3. Propósito: sin comunidad, sin legado
Los Juegos Olímpicos —con todos sus problemas— dejan algo. Infraestructuras. Programas sociales. Inspiración.
Los Enhanced Games no. Son espectáculo puro. Se sostienen en la atención, el escándalo, la diferencia. Pero eso es frágil. Volátil.
El día que el público se canse de ver cuerpos imposibles, no quedará nada. Ni comunidad. Ni inclusión. Ni historia.
Y la ética, ¿dónde queda?
Mejorar el cuerpo suena bien. ¿Quién no querría correr más rápido, sufrir menos, curarse antes?
Pero el problema no es la mejora. Es el precio. Es la dirección. Es que al quitar los límites, quitamos también el significado.
La ética no es un freno a la innovación. Es su brújula. Nos dice hacia dónde ir. Y más importante aún: hasta dónde no deberíamos ir.
¿Puede alguien dar un consentimiento libre a una edición genética cuyos efectos no comprenderá en décadas? ¿Puede un niño competir con un referente que no es real, sino diseñado?
El futuro no es posthumano. Es profundamente humano
No soy ingenuo. Sé que la ciencia avanza. Y celebro sus logros. He visto cómo la tecnología puede salvar vidas, recuperar funciones, ampliar horizontes. Pero una cosa es curar, y otra muy distinta es transformar el cuerpo en un producto optimizado.

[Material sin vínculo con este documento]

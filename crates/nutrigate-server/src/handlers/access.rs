//! `GET /api/access/{resource}`: may the caller use this resource?

use axum::{Json, extract::Path};
use nutrigate_core::{UserCategory, authorize};
use serde::Serialize;

use crate::{Backend, Error, auth::Authenticated};

#[derive(Debug, Serialize)]
pub struct AccessGranted {
  pub resource: &'static str,
  pub category: UserCategory,
  pub allowed:  bool,
}

/// Denials come back as the failure body via [`Error`].
pub async fn handler<S: Backend>(
  Authenticated(identity): Authenticated,
  Path(resource): Path<String>,
) -> Result<Json<AccessGranted>, Error> {
  let granted = authorize(&identity, &resource)?;
  tracing::debug!(
    subject_id = identity.subject_id,
    resource = granted.name(),
    "access granted"
  );
  Ok(Json(AccessGranted {
    resource: granted.name(),
    category: identity.user_category,
    allowed:  true,
  }))
}
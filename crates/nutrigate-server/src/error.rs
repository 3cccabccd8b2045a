//! Error types and axum `IntoResponse` implementation.

use axum::{
  Json,
  http::{HeaderValue, StatusCode, header},
  response::{IntoResponse, Response},
};
use nutrigate_core::AuthError;
use thiserror::Error;

#[derive(Debug, Error)]
pub enum Error {
  #[error(transparent)]
  Auth(#[from] AuthError),
}

impl IntoResponse for Error {
  fn into_response(self) -> Response {
    let Error::Auth(err) = self;

    let mut failure = err.failure();
    if let AuthError::Store(source) = &err {
      tracing::error!(error = %source, "store failure while authorizing request");
      // Keep database detail out of the response body.
      failure.message = "internal database error".to_owned();
    }

    let status =
      StatusCode::from_u16(failure.status).unwrap_or(StatusCode::INTERNAL_SERVER_ERROR);
    let mut res = (status, Json(failure)).into_response();
    if status == StatusCode::UNAUTHORIZED {
      res
        .headers_mut()
        .insert(header::WWW_AUTHENTICATE, HeaderValue::from_static("Bearer"));
    }
    res
  }
}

El deporte tiene un poder inmenso. Puede inspirar, unir, sanar. Pero sólo si sigue siendo humano.
Lo que nos conmueve no es ver cuerpos perfectos, sino historias imperfectas. No es ver lo imposible, sino ver cómo alguien logra lo posible, a pesar de todo.
Yo no quiero unos Juegos donde el podio lo decida un laboratorio. Quiero un deporte donde la victoria aún tenga valor.
Porque fue ganada.
Porque costó.
Porque fue real.
¿Y si el verdadero límite del cuerpo humano fuera justo lo que lo hace hermoso?